On H2-O2 oxidation in several bath gases

The oxidation process of H/O mixtures has received a lot of attention since it represents the first step for the development of detailed kinetic schemes for complex fuels within the idea of their construction in a hierarchical structure. Although much effort has been dedicated to the definition of reliable and robust kinetic mechanisms for the H-O sub-system, still recently updated kinetic mechanisms for the H-O system have been proposed by several authors. While under traditional conditions, available kinetic schemes seem to perform properly, when moving towards the simulation of new combustion modes (i.e. MILD, Oxyfuel, LTC engine conditions) their performance is still under discussion. In particular, the presence of large amount of non-inert diluent species as HO and CO with high collisional efficiencies poses several problems, such as uncertainties on third body collisional efficiencies, the chemical kinetic description of reaction pressure dependence and "mixing rules". In this work, new experimental tests have been run for a lean H2-O2 mixture in several bath gases (mainly N2, CO2 and H2O) in a Jet Stirred Flow Reactor.

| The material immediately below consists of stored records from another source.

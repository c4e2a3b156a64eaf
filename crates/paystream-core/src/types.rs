//! Core ledger types.
//!
//! All amounts are `u64` in the smallest unit of the custodied token.
//! Accounts are opaque 32-byte identifiers.

use serde::{Deserialize, Serialize};
use std::fmt;

/// An opaque 32-byte account identifier.
///
/// Identifies token holders, ledger owners, and custody accounts. The zero
/// account is reserved and never a valid owner.
#[derive(
    Serialize, Deserialize, Clone, Copy, Debug, PartialEq, Eq, Hash, PartialOrd, Ord, Default,
)]
pub struct AccountId(pub [u8; 32]);

impl AccountId {
    /// The zero account (32 zero bytes). Reserved; rejected as an ownership target.
    pub const ZERO: Self = Self([0u8; 32]);

    /// Create an AccountId from a byte array.
    pub fn from_bytes(bytes: [u8; 32]) -> Self {
        Self(bytes)
    }

    /// Return the underlying bytes.
    pub fn as_bytes(&self) -> &[u8; 32] {
        &self.0
    }

    /// Check if this is the zero account.
    pub fn is_zero(&self) -> bool {
        self.0 == [0u8; 32]
    }
}

impl fmt::Display for AccountId {
    fn fmt(&self, f: &mut fmt::Formatter<'_>) -> fmt::Result {
        write!(f, "{}", hex::encode(self.0))
    }
}

impl From<[u8; 32]> for AccountId {
    fn from(bytes: [u8; 32]) -> Self {
        Self(bytes)
    }
}

impl AsRef<[u8]> for AccountId {
    fn as_ref(&self) -> &[u8] {
        &self.0
    }
}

Dynamic behaviors have been experimentally detected, with temperature oscillations within the control volume for N2 diluted mixtures. CO2 and H2O act as inhibitors of such phenomenologies. The performance of updated kinetic schemes in different environments is satisfactory when the diluent is N2, while some relevant discrepancies occur for mixtures diluted in other bath gases. Analyses of Rates of Reactions (RR) have allowed to identify the kinetic mechanism responsible for the onset and termination of instabilities. CO2 and H2O may suppress instabilities because of the enhanced role of termolecular reactions in virtue of their high third body collisional efficiencies.